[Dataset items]
========

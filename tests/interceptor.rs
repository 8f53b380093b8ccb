//! Request interception against a real HTTP server

use assert_matches::assert_matches;
use procurement_offline::client::offline::{MemoryQueueStore, QueueStore};
use procurement_offline::client::sync::{
    BackgroundSync, ConnectivityMonitor, HttpDelivery, SyncCoordinator,
};
use procurement_offline::client::Config;
use procurement_offline::interceptor::{
    InterceptedRequest, MemoryResponseCache, ReqwestNetwork, RequestInterceptor, ResponseSource,
};
use procurement_offline::shared::config::AppConfig;
use procurement_offline::shared::FetchError;
use serde_json::json;
use std::sync::Arc;
use std::time::Duration;
use url::Url;
use wiremock::matchers::{method, path};
use wiremock::{Mock, MockServer, ResponseTemplate};

/// Bytes that are not valid UTF-8, to catch any lossy conversion
const LOGO: &[u8] = &[0x89, b'P', b'N', b'G', 0x0d, 0x0a, 0x1a, 0x0a, 0xff, 0x00, 0xfe];

async fn app_server() -> MockServer {
    let server = MockServer::start().await;
    for (route, body) in [
        ("/", "<html>shell</html>"),
        ("/index.html", "<html>shell</html>"),
        ("/manifest.json", r#"{"name":"Procurement"}"#),
        ("/api/v1/catalog", r#"{"items":["A-1"]}"#),
    ] {
        Mock::given(method("GET"))
            .and(path(route))
            .respond_with(ResponseTemplate::new(200).set_body_string(body))
            .mount(&server)
            .await;
    }
    Mock::given(method("GET"))
        .and(path("/img/logo.png"))
        .respond_with(
            ResponseTemplate::new(200)
                .insert_header("content-type", "image/png")
                .set_body_bytes(LOGO),
        )
        .mount(&server)
        .await;
    server
}

async fn active_interceptor(server: &MockServer) -> (Config, RequestInterceptor) {
    let config = Config::with_builder(AppConfig::builder().server_url(server.uri())).unwrap();
    let interceptor = RequestInterceptor::from_config(
        &config,
        Arc::new(MemoryResponseCache::new()),
        Arc::new(ReqwestNetwork::new(Duration::from_secs(5)).unwrap()),
    )
    .unwrap();
    interceptor.install().await.unwrap();
    (config, interceptor)
}

fn url(server_uri: &str, route: &str) -> Url {
    Url::parse(server_uri).unwrap().join(route).unwrap()
}

#[tokio::test]
async fn test_static_asset_served_byte_for_byte_offline() {
    let server = app_server().await;
    let uri = server.uri();
    let (_, interceptor) = active_interceptor(&server).await;
    let request = InterceptedRequest::get(url(&uri, "/img/logo.png"));

    let online = interceptor.handle_fetch(&request).await.unwrap();
    assert_eq!(online.source, ResponseSource::Network);
    assert_eq!(online.response.body.as_ref(), LOGO);

    drop(server);

    let offline = interceptor.handle_fetch(&request).await.unwrap();
    assert_eq!(offline.source, ResponseSource::Cache);
    assert_eq!(offline.response.body.as_ref(), LOGO);
    assert_eq!(offline.response.headers["content-type"], "image/png");
}

#[tokio::test]
async fn test_api_falls_back_to_cache_when_network_down() {
    let server = app_server().await;
    let uri = server.uri();
    let (_, interceptor) = active_interceptor(&server).await;
    let request = InterceptedRequest::get(url(&uri, "/api/v1/catalog"));

    assert_eq!(
        interceptor.handle_fetch(&request).await.unwrap().source,
        ResponseSource::Network
    );

    drop(server);

    let served = interceptor.handle_fetch(&request).await.unwrap();
    assert_eq!(served.source, ResponseSource::Cache);
    assert_eq!(served.response.body, r#"{"items":["A-1"]}"#);

    let uncached = InterceptedRequest::get(url(&uri, "/api/v1/projects"));
    assert_matches!(
        interceptor.handle_fetch(&uncached).await,
        Err(FetchError::Network { .. })
    );
}

#[tokio::test]
async fn test_navigation_served_from_shell_offline() {
    let server = app_server().await;
    let uri = server.uri();
    let (_, interceptor) = active_interceptor(&server).await;
    drop(server);

    let served = interceptor
        .handle_fetch(&InterceptedRequest::navigate(url(&uri, "/projects/17")))
        .await
        .unwrap();
    assert_eq!(served.source, ResponseSource::RootFallback);
    assert_eq!(served.response.body, "<html>shell</html>");
}

#[tokio::test]
async fn test_sync_event_drains_queue() {
    let server = app_server().await;
    Mock::given(method("POST"))
        .and(path("/api/brain/sync"))
        .respond_with(ResponseTemplate::new(201))
        .expect(2)
        .mount(&server)
        .await;
    let (config, interceptor) = active_interceptor(&server).await;

    let store = Arc::new(MemoryQueueStore::new());
    store.put("order-1", json!({ "sku": "A-1" })).await.unwrap();
    store.put("order-2", json!({ "sku": "B-2" })).await.unwrap();
    let coordinator = SyncCoordinator::new(
        store.clone(),
        ConnectivityMonitor::new(true),
        Arc::new(HttpDelivery::from_config(&config).unwrap()),
    );
    let background = BackgroundSync::new(
        config.app().sync_tag.clone(),
        coordinator,
        config.app().pending_refresh,
    );
    let interceptor = interceptor.with_background_sync(Arc::new(background));

    assert!(interceptor.handle_sync("sync-photos").await.is_none());
    let synced = interceptor.handle_sync("sync-orders").await.unwrap().unwrap();
    assert_eq!(synced, 2);
    assert_eq!(store.count_pending().await.unwrap(), 0);
}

========

Problem requirements -
Show every line in the entries above that contains the string "projects".

Solution for this problem -
    let uncached = InterceptedRequest::get(url(&uri, "/api/v1/projects"));
        .handle_fetch(&InterceptedRequest::navigate(url(&uri, "/projects/17")))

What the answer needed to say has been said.